Mais avant ça, retour sur la naissance du lieu. Quelques années plus tôt, le magasin Vano y siégeait à la place, sorte d’extension des magasins Tati sur ce même boulevard Rochechouart.
Et puis le temple des rideaux à 4,99euros a fini par cramer. Pendant 4 ans, les parisiens se sont habitués à voir cette vieille bâtisse délabrée, et se concentraient déjà d’avantage sur la rénovation du Louxor en face.

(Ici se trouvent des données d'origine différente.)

//! Error types for group expression parsing and evaluation.

use thiserror::Error;

/// Broad classification of an [`ExprError`].
#[derive(Debug, Clone, Copy, PartialEq, Eq, Hash)]
pub enum ErrorKind {
    /// Malformed expression text.
    Syntax,
    /// A `.` suffix that is not in the command table.
    UnknownCommand,
    /// A file literal could not be read.
    Io,
    /// Evaluation was attempted against incomplete fetched data.
    Evaluation,
}

/// Errors that can occur while lexing, parsing or evaluating an expression.
#[derive(Error, Debug, Clone, PartialEq, Eq)]
pub enum ExprError {
    /// No token pattern matches at this position.
    #[error("syntax error at position {position}: unexpected character '{character}'")]
    UnexpectedCharacter {
        /// The offending character.
        character: char,
        /// Byte offset of the character in the input.
        position: usize,
    },

    /// The parser required a token that is not present.
    #[error("syntax error at position {position}: expected {expected}, found {found}")]
    UnexpectedToken {
        /// What the grammar expected at this point.
        expected: String,
        /// Text of the token actually found.
        found: String,
        /// Byte offset of the found token.
        position: usize,
    },

    /// The word after `.` is not a known command.
    #[error("unknown command '{command}' at position {position} (expected followers or following)")]
    UnknownCommand {
        /// The unrecognized command word.
        command: String,
        /// Byte offset of the command word.
        position: usize,
    },

    /// A `<path>` literal named a file that could not be read.
    #[error("cannot read handle file '{path}': {message}")]
    Io {
        /// The path as written in the expression.
        path: String,
        /// The underlying I/O error message.
        message: String,
    },

    /// A line of a `<path>` file is not a valid handle.
    #[error("invalid handle '{handle}' on line {line} of '{path}'")]
    InvalidHandle {
        /// The path as written in the expression.
        path: String,
        /// One-based line number.
        line: usize,
        /// The trimmed line text.
        handle: String,
    },

    /// A primitive's data was not present when the tree was evaluated.
    #[error("no fetched data for '{cache_key}'")]
    UnresolvedPrimitive {
        /// Cache key of the primitive.
        cache_key: String,
    },
}

impl ExprError {
    /// Returns the broad kind of this error.
    pub fn kind(&self) -> ErrorKind {
        match self {
            ExprError::UnexpectedCharacter { .. }
            | ExprError::UnexpectedToken { .. }
            | ExprError::InvalidHandle { .. } => ErrorKind::Syntax,
            ExprError::UnknownCommand { .. } => ErrorKind::UnknownCommand,
            ExprError::Io { .. } => ErrorKind::Io,
            ExprError::UnresolvedPrimitive { .. } => ErrorKind::Evaluation,
        }
    }
}

/// Result type for expression operations.
pub type ExprResult<T> = std::result::Result<T, ExprError>;
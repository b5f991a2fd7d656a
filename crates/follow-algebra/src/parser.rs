//! Recursive-descent parser for group expressions.
//!
//! Grammar (LL(1), one token of lookahead):
//!
//! ```text
//! expression         := binary-expression
//! binary-expression  := primary-expression { ('&'|'|') primary-expression }
//! primary-expression := complement | parenthesized | handle-set-literal | handle-expr | file-literal
//! complement         := '~' primary-expression
//! parenthesized      := '(' expression ')'
//! handle-set-literal := '{' [ bareword { ',' bareword } ] '}'
//! handle-expr        := bareword ( '.' bareword | '/' bareword )
//! file-literal       := '<' path '>'
//! ```
//!
//! `~` and `(` may nest at most [`MAX_NESTING`] deep.

use std::fs;

use crate::ast::{GroupExpr, HandleSet};
use crate::error::{ExprError, ExprResult};
use crate::lexer::{is_bareword_char, tokenize, Token, TokenKind};

/// Parse a group expression string.
///
/// File literals are read while parsing, so a missing file is reported here
/// rather than during evaluation.
///
/// # Examples
///
/// ```rust
/// use follow_algebra::{parse, GroupExpr};
///
/// let expr = parse("alice.followers & bob.followers").unwrap();
/// assert_eq!(
///     expr,
///     GroupExpr::intersection(
///         GroupExpr::followers_of("alice"),
///         GroupExpr::followers_of("bob"),
///     )
/// );
///
/// // `&` and `|` share one precedence level and associate to the left
/// let expr = parse("a.followers & b.followers | {carol}").unwrap();
/// assert!(matches!(expr, GroupExpr::Union(..)));
/// ```
pub fn parse(input: &str) -> ExprResult<GroupExpr> {
    let tokens = tokenize(input)?;
    let mut parser = Parser::new(&tokens);
    let expr = parser.expression()?;
    parser.expect(TokenKind::EndOfInput)?;
    Ok(expr)
}

/// Suffix commands accepted after `handle.`
#[derive(Debug, Clone, Copy, PartialEq, Eq)]
enum Command {
    Followers,
    Following,
}

const COMMANDS: &[(&str, Command)] = &[
    ("followers", Command::Followers),
    ("following", Command::Following),
];

impl Command {
    fn lookup(word: &str) -> Option<Self> {
        COMMANDS
            .iter()
            .find(|(name, _)| name.eq_ignore_ascii_case(word))
            .map(|(_, command)| *command)
    }
}

/// Deepest allowed nesting of `~` and `(`.
pub const MAX_NESTING: usize = 256;

struct Parser<'t> {
    tokens: &'t [Token],
    cursor: usize,
    depth: usize,
}

impl<'t> Parser<'t> {
    fn new(tokens: &'t [Token]) -> Self {
        Self {
            tokens,
            cursor: 0,
            depth: 0,
        }
    }

    // `tokenize` always ends the stream with EndOfInput, and the cursor never
    // moves past it.
    fn peek(&self) -> &'t Token {
        let tokens = self.tokens;
        &tokens[self.cursor.min(tokens.len().saturating_sub(1))]
    }

    fn advance(&mut self) -> &'t Token {
        let token = self.peek();
        if token.kind != TokenKind::EndOfInput {
            self.cursor += 1;
        }
        token
    }

    fn expect(&mut self, kind: TokenKind) -> ExprResult<&'t Token> {
        let token = self.peek();
        if token.kind == kind {
            Ok(self.advance())
        } else {
            Err(unexpected(kind.describe(), token))
        }
    }

    fn expression(&mut self) -> ExprResult<GroupExpr> {
        self.binary_expression()
    }

    fn binary_expression(&mut self) -> ExprResult<GroupExpr> {
        let mut left = self.primary_expression()?;
        loop {
            match self.peek().kind {
                TokenKind::Intersect => {
                    self.advance();
                    let right = self.primary_expression()?;
                    left = GroupExpr::intersection(left, right);
                }
                TokenKind::Union => {
                    self.advance();
                    let right = self.primary_expression()?;
                    left = GroupExpr::union(left, right);
                }
                _ => return Ok(left),
            }
        }
    }

    /// Runs `inner` one nesting level deeper, failing past [`MAX_NESTING`].
    fn nested<T>(
        &mut self,
        token: &Token,
        inner: impl FnOnce(&mut Self) -> ExprResult<T>,
    ) -> ExprResult<T> {
        if self.depth >= MAX_NESTING {
            let expected = format!("at most {MAX_NESTING} nested '~' or '('");
            return Err(unexpected(&expected, token));
        }
        self.depth += 1;
        let result = inner(self);
        self.depth -= 1;
        result
    }

    fn primary_expression(&mut self) -> ExprResult<GroupExpr> {
        let token = self.peek();
        match token.kind {
            TokenKind::Complement => self.nested(token, |parser| {
                parser.advance();
                Ok(GroupExpr::complement(parser.primary_expression()?))
            }),
            TokenKind::OpenParen => self.nested(token, |parser| {
                parser.advance();
                let inner = parser.expression()?;
                parser.expect(TokenKind::CloseParen)?;
                Ok(inner)
            }),
            TokenKind::OpenBrace => self.handle_set_literal(),
            TokenKind::Bareword => self.handle_expression(),
            TokenKind::FileLiteral => {
                self.advance();
                Ok(GroupExpr::HandleSet(read_handle_file(&token.text)?))
            }
            _ => Err(unexpected("expression", token)),
        }
    }

    fn handle_set_literal(&mut self) -> ExprResult<GroupExpr> {
        self.expect(TokenKind::OpenBrace)?;
        let mut handles = Vec::new();
        if self.peek().kind == TokenKind::Bareword {
            handles.push(self.advance().text.as_str());
            while self.peek().kind == TokenKind::Comma {
                self.advance();
                handles.push(self.expect(TokenKind::Bareword)?.text.as_str());
            }
        }
        self.expect(TokenKind::CloseBrace)?;
        Ok(GroupExpr::handle_set(handles))
    }

    fn handle_expression(&mut self) -> ExprResult<GroupExpr> {
        let handle = self.expect(TokenKind::Bareword)?;
        let separator = self.peek();
        match separator.kind {
            TokenKind::Dot => {
                self.advance();
                let word = self.expect(TokenKind::Bareword)?;
                match Command::lookup(&word.text) {
                    Some(Command::Followers) => Ok(GroupExpr::followers_of(&handle.text)),
                    Some(Command::Following) => Ok(GroupExpr::following_of(&handle.text)),
                    None => Err(ExprError::UnknownCommand {
                        command: word.text.clone(),
                        position: word.position,
                    }),
                }
            }
            TokenKind::Slash => {
                self.advance();
                let list = self.expect(TokenKind::Bareword)?;
                Ok(GroupExpr::list_members(&handle.text, &list.text))
            }
            _ => Err(unexpected("'.' or '/'", separator)),
        }
    }
}

fn unexpected(expected: &str, token: &Token) -> ExprError {
    ExprError::UnexpectedToken {
        expected: expected.to_string(),
        found: token.describe(),
        position: token.position,
    }
}

/// Reads a handle file: one handle per line, blank lines ignored.
///
/// Every other line must be a bareword, so the set renders back to a
/// parseable `{...}` literal.
fn read_handle_file(path: &str) -> ExprResult<HandleSet> {
    let contents = fs::read_to_string(path).map_err(|e| ExprError::Io {
        path: path.to_string(),
        message: e.to_string(),
    })?;

    let mut handles = Vec::new();
    for (index, line) in contents.lines().enumerate() {
        let handle = line.trim();
        if handle.is_empty() {
            continue;
        }
        if !handle.chars().all(is_bareword_char) {
            return Err(ExprError::InvalidHandle {
                path: path.to_string(),
                line: index + 1,
                handle: handle.to_string(),
            });
        }
        handles.push(handle);
    }
    Ok(HandleSet::new(handles))
}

Petit point historique du Père Castor.
Le Louxor, c’était une légendaire salle de cinéma inaugurée en 1921, qui a été racheté par Tati (oui oui) dans les années 80, puis transformé en discothèque gay, le Megatown. Ce sont finalement les associations du quartier et Delanoë qui finissent par convaincre le groupe Tati de lâcher l’affaire pour rénover les lieux à partir de 2010. Aujourd’hui, on peut profiter d’une programmation de films indé plutôt bonne, et de prix abordables (amis chômeurs, la place vous coûtera 5 euros pour les séances du matin).

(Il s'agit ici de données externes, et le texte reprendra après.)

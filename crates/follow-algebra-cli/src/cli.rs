//! Command line arguments and the run loop behind them.

use std::fs::File;
use std::io::{BufReader, Write};
use std::path::{Path, PathBuf};

use clap::Parser;
use follow_algebra_executor::{ExecutorConfig, GraphSnapshot, GroupExecutor};
use tracing::debug;

use crate::error::CliError;

/// Evaluate a follower-group expression against a social graph.
///
/// Members are printed one handle per line, sorted case-insensitively.
/// A result meaning "everybody except" prints each excluded handle
/// prefixed with `NOT `.
#[derive(Parser, Debug)]
#[command(author, version, about)]
pub struct Cli {
    /// Expression, e.g. `alice.following & ~alice.followers`.
    pub expression: Option<String>,

    /// JSON snapshot of the social graph.
    #[arg(short, long, value_name = "FILE")]
    pub graph: Option<PathBuf>,

    /// Log each fetch to stderr.
    #[arg(short, long)]
    pub verbose: bool,

    /// Print the fetches the expression needs instead of running it.
    #[arg(long)]
    pub explain: bool,

    /// Upper bound on concurrent fetches.
    #[arg(long, value_name = "N")]
    pub max_concurrency: Option<usize>,
}

impl Cli {
    fn config(&self) -> ExecutorConfig {
        let builder = ExecutorConfig::builder();
        match self.max_concurrency {
            Some(limit) => builder.with_max_concurrency(limit).build(),
            None => builder.build(),
        }
    }
}

/// Reads a graph snapshot from `path`.
pub fn load_snapshot(path: &Path) -> Result<GraphSnapshot, CliError> {
    let file = File::open(path).map_err(|source| CliError::Snapshot {
        path: path.to_path_buf(),
        source,
    })?;
    serde_json::from_reader(BufReader::new(file)).map_err(|source| CliError::Json {
        path: path.to_path_buf(),
        source,
    })
}

/// Runs `expression`, writing result lines to `out` and diagnostics to `err`.
pub fn run(
    cli: &Cli,
    expression: &str,
    out: &mut impl Write,
    err: &mut impl Write,
) -> Result<(), CliError> {
    if cli.explain {
        let empty = GraphSnapshot::new();
        let plan = GroupExecutor::new(&empty).explain(expression)?;
        write!(out, "{plan}")?;
        return Ok(());
    }

    let path = cli.graph.as_deref().ok_or(CliError::MissingGraph)?;
    let graph = load_snapshot(path)?;
    debug!(path = %path.display(), users = graph.users.len(), "graph snapshot loaded");

    let executor = GroupExecutor::with_config(&graph, cli.config());
    let result = executor.execute(expression)?;
    let report = executor.report(&result)?;

    for line in &report.lines {
        writeln!(out, "{line}")?;
    }
    if let Some(marker) = report.diagnostic {
        writeln!(err, "{marker}")?;
    }
    Ok(())
}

Petit point sur ma vie personnelle maintenant.
J’habite en face du Louxor. Ma fenêtre donne sur le métro aérien, et j’entrevois très facilement ce qu’il se passe du côté du Vano.
Il y a deux ans, les habitants du 18ème ont été informés d’une bonne nouvelle : KFC avait perdu la bataille dans la reprise de cette désormais ruine, et l’on pourrait compter sur la construction d’une nouvelle brasserie à la place. Joie ! Un nouveau QG en face de chez moi !

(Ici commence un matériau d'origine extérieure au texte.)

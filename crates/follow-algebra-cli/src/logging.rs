//! Logging setup.
//!
//! Logs go to stderr so that result lines on stdout stay pipeable.

use tracing_subscriber::EnvFilter;

fn default_directive(verbose: bool) -> &'static str {
    if verbose {
        "debug"
    } else {
        "warn"
    }
}

fn filter(verbose: bool) -> EnvFilter {
    EnvFilter::try_from_default_env().unwrap_or_else(|_| EnvFilter::new(default_directive(verbose)))
}

/// Installs the global subscriber.
///
/// `RUST_LOG` wins when set; otherwise `-v` selects `debug` and the default
/// is `warn`. A subscriber that is already installed is left in place.
pub fn init(verbose: bool) {
    let subscriber = tracing_subscriber::fmt()
        .with_env_filter(filter(verbose))
        .with_writer(std::io::stderr)
        .with_target(false)
        .with_thread_names(verbose)
        .finish();

    let _ = tracing::subscriber::set_global_default(subscriber);
}
//! Abstract Syntax Tree types for group expressions.

use std::collections::BTreeSet;
use std::fmt;

use crate::algebra::GroupSet;
use crate::error::{ExprError, ExprResult};
use crate::fetched::FetchResults;

// =============================================================================
// Handle sets
// =============================================================================

/// A literal set of handles, normalized to lowercase and deduplicated.
///
/// Two literals with the same handles in any order or case are equal and
/// share a cache key.
#[derive(Debug, Clone, Default, PartialEq, Eq, Hash)]
#[cfg_attr(feature = "serde", derive(serde::Serialize, serde::Deserialize))]
#[cfg_attr(feature = "serde", serde(from = "Vec<String>", into = "Vec<String>"))]
pub struct HandleSet {
    handles: BTreeSet<String>,
}

impl HandleSet {
    /// Creates a handle set from raw handles.
    pub fn new<I, S>(handles: I) -> Self
    where
        I: IntoIterator<Item = S>,
        S: AsRef<str>,
    {
        Self {
            handles: handles
                .into_iter()
                .map(|h| h.as_ref().to_lowercase())
                .collect(),
        }
    }

    /// Iterates over the normalized handles in sorted order.
    pub fn iter(&self) -> impl Iterator<Item = &str> {
        self.handles.iter().map(String::as_str)
    }

    /// Number of distinct handles.
    pub fn len(&self) -> usize {
        self.handles.len()
    }

    /// Returns true if the set has no handles.
    pub fn is_empty(&self) -> bool {
        self.handles.is_empty()
    }

    /// Cache key: `{a,b,c}` with sorted lowercase handles.
    pub fn cache_key(&self) -> String {
        let joined: Vec<&str> = self.iter().collect();
        format!("{{{}}}", joined.join(","))
    }
}

impl From<Vec<String>> for HandleSet {
    fn from(handles: Vec<String>) -> Self {
        HandleSet::new(handles)
    }
}

impl From<HandleSet> for Vec<String> {
    fn from(set: HandleSet) -> Self {
        set.handles.into_iter().collect()
    }
}

impl fmt::Display for HandleSet {
    fn fmt(&self, f: &mut fmt::Formatter<'_>) -> fmt::Result {
        let joined: Vec<&str> = self.iter().collect();
        write!(f, "{{{}}}", joined.join(", "))
    }
}

// =============================================================================
// Data requests
// =============================================================================

/// What a primitive node needs fetched from the social graph.
#[derive(Debug, Clone, Copy, PartialEq, Eq)]
pub enum DataRequest<'a> {
    /// Follower ids of an account.
    Followers(&'a str),
    /// Ids the account follows.
    Following(&'a str),
    /// Member ids of a named list owned by an account.
    ListMembers {
        /// Owner of the list.
        handle: &'a str,
        /// List name (slug).
        list: &'a str,
    },
    /// Ids of a literal set of handles.
    Handles(&'a HandleSet),
}

// =============================================================================
// Expression tree
// =============================================================================

/// A parsed group expression.
///
/// Primitive variants name a set fetched from the social graph; the
/// remaining variants combine their children with set algebra. Each node
/// exclusively owns its children.
#[derive(Debug, Clone, PartialEq, Eq)]
#[cfg_attr(feature = "serde", derive(serde::Serialize, serde::Deserialize))]
pub enum GroupExpr {
    /// Followers of an account: `alice.followers`
    FollowersOf {
        /// Lowercased account handle.
        #[cfg_attr(feature = "serde", serde(deserialize_with = "lowercase"))]
        handle: String,
    },
    /// Accounts followed by an account: `alice.following`
    FollowingOf {
        /// Lowercased account handle.
        #[cfg_attr(feature = "serde", serde(deserialize_with = "lowercase"))]
        handle: String,
    },
    /// Members of a list: `alice/close-friends`
    ListMembers {
        /// Lowercased handle of the list owner.
        #[cfg_attr(feature = "serde", serde(deserialize_with = "lowercase"))]
        handle: String,
        /// List name as written.
        list: String,
    },
    /// Literal handles: `{alice, bob}` or the contents of `<file>`
    HandleSet(HandleSet),
    /// Intersection: `A & B`
    Intersection(Box<GroupExpr>, Box<GroupExpr>),
    /// Union: `A | B`
    Union(Box<GroupExpr>, Box<GroupExpr>),
    /// Complement: `~A`
    Complement(Box<GroupExpr>),
}

#[cfg(feature = "serde")]
fn lowercase<'de, D>(deserializer: D) -> Result<String, D::Error>
where
    D: serde::Deserializer<'de>,
{
    use serde::Deserialize;
    String::deserialize(deserializer).map(|handle| handle.to_lowercase())
}

impl GroupExpr {
    /// `handle.followers`
    pub fn followers_of(handle: &str) -> Self {
        GroupExpr::FollowersOf {
            handle: handle.to_lowercase(),
        }
    }

    /// `handle.following`
    pub fn following_of(handle: &str) -> Self {
        GroupExpr::FollowingOf {
            handle: handle.to_lowercase(),
        }
    }

    /// `handle/list`
    pub fn list_members(handle: &str, list: &str) -> Self {
        GroupExpr::ListMembers {
            handle: handle.to_lowercase(),
            list: list.to_string(),
        }
    }

    /// `{handles...}`
    pub fn handle_set<I, S>(handles: I) -> Self
    where
        I: IntoIterator<Item = S>,
        S: AsRef<str>,
    {
        GroupExpr::HandleSet(HandleSet::new(handles))
    }

    /// `left & right`
    pub fn intersection(left: GroupExpr, right: GroupExpr) -> Self {
        GroupExpr::Intersection(Box::new(left), Box::new(right))
    }

    /// `left | right`
    pub fn union(left: GroupExpr, right: GroupExpr) -> Self {
        GroupExpr::Union(Box::new(left), Box::new(right))
    }

    /// `~inner`
    pub fn complement(inner: GroupExpr) -> Self {
        GroupExpr::Complement(Box::new(inner))
    }

    /// Returns true for variants that are fetched rather than combined.
    pub fn is_primitive(&self) -> bool {
        self.data_request().is_some()
    }

    /// Cache key identifying this primitive's data source.
    ///
    /// Returns `None` for combinators.
    pub fn cache_key(&self) -> Option<String> {
        match self {
            GroupExpr::FollowersOf { handle } => Some(format!("{handle}.followers")),
            GroupExpr::FollowingOf { handle } => Some(format!("{handle}.following")),
            GroupExpr::ListMembers { handle, list } => Some(format!("{handle}/{list}")),
            GroupExpr::HandleSet(set) => Some(set.cache_key()),
            _ => None,
        }
    }

    /// The fetch this primitive needs. Returns `None` for combinators.
    pub fn data_request(&self) -> Option<DataRequest<'_>> {
        match self {
            GroupExpr::FollowersOf { handle } => Some(DataRequest::Followers(handle)),
            GroupExpr::FollowingOf { handle } => Some(DataRequest::Following(handle)),
            GroupExpr::ListMembers { handle, list } => {
                Some(DataRequest::ListMembers { handle, list })
            }
            GroupExpr::HandleSet(set) => Some(DataRequest::Handles(set)),
            _ => None,
        }
    }

    /// Visits every primitive node, depth-first and left to right.
    ///
    /// Repeated primitives are visited once per occurrence.
    pub fn for_each_primitive<'a, F>(&'a self, f: &mut F)
    where
        F: FnMut(&'a GroupExpr),
    {
        match self {
            GroupExpr::Intersection(left, right) | GroupExpr::Union(left, right) => {
                left.for_each_primitive(f);
                right.for_each_primitive(f);
            }
            GroupExpr::Complement(inner) => inner.for_each_primitive(f),
            primitive => f(primitive),
        }
    }

    /// All primitive occurrences in visit order.
    pub fn primitives(&self) -> Vec<&GroupExpr> {
        let mut out = Vec::new();
        self.for_each_primitive(&mut |node| out.push(node));
        out
    }

    /// Evaluates the tree against already-fetched data.
    ///
    /// # Errors
    ///
    /// Returns [`ExprError::UnresolvedPrimitive`] if a primitive's cache key
    /// is missing from `fetched`.
    pub fn evaluate(&self, fetched: &FetchResults) -> ExprResult<GroupSet> {
        match self {
            GroupExpr::Intersection(left, right) => {
                Ok(left.evaluate(fetched)?.intersection(&right.evaluate(fetched)?))
            }
            GroupExpr::Union(left, right) => {
                Ok(left.evaluate(fetched)?.union(&right.evaluate(fetched)?))
            }
            GroupExpr::Complement(inner) => Ok(!inner.evaluate(fetched)?),
            primitive => {
                // Every non-combinator variant has a cache key.
                let cache_key = primitive.cache_key().unwrap_or_default();
                match fetched.get(&cache_key) {
                    Some(ids) => Ok(GroupSet::finite(ids.iter().copied())),
                    None => Err(ExprError::UnresolvedPrimitive { cache_key }),
                }
            }
        }
    }

    fn is_binary(&self) -> bool {
        matches!(self, GroupExpr::Intersection(..) | GroupExpr::Union(..))
    }
}

impl fmt::Display for GroupExpr {
    fn fmt(&self, f: &mut fmt::Formatter<'_>) -> fmt::Result {
        match self {
            GroupExpr::FollowersOf { handle } => write!(f, "{handle}.followers"),
            GroupExpr::FollowingOf { handle } => write!(f, "{handle}.following"),
            GroupExpr::ListMembers { handle, list } => write!(f, "{handle}/{list}"),
            GroupExpr::HandleSet(set) => write!(f, "{set}"),
            GroupExpr::Intersection(left, right) => write_binary(f, left, "&", right),
            GroupExpr::Union(left, right) => write_binary(f, left, "|", right),
            GroupExpr::Complement(inner) if inner.is_binary() => write!(f, "~({inner})"),
            GroupExpr::Complement(inner) => write!(f, "~{inner}"),
        }
    }
}

// Operators are left-associative with equal precedence, so only a binary
// right operand needs parentheses.
fn write_binary(
    f: &mut fmt::Formatter<'_>,
    left: &GroupExpr,
    op: &str,
    right: &GroupExpr,
) -> fmt::Result {
    if right.is_binary() {
        write!(f, "{left} {op} ({right})")
    } else {
        write!(f, "{left} {op} {right}")
    }
}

Pendant deux ans alors, comme une fillette qui attend le père noël, je n’ai cessé de regarder l’avancée des travaux depuis ma fenêtre. Nous y allions de bon cœur sur les pronostics avec mes colocataires «tu penses qu’ils vont faire une salle de concert?» «ils seraient cons de pas le faire», «et t’imagines quand on ira taper la bise au barman chaque matin pour prendre le café? », « Ça va être tellement cool».

Ouais.
Bah non en fait.

Le Barbès, tant attendu par tous mes copains du quartier, a enfin ouvert ses portes il y a 10 jours. Une horde de gens se sont empressés de faire la queue pour être les premiers à découvrir le lieu. J’en ai fait partie bien sur.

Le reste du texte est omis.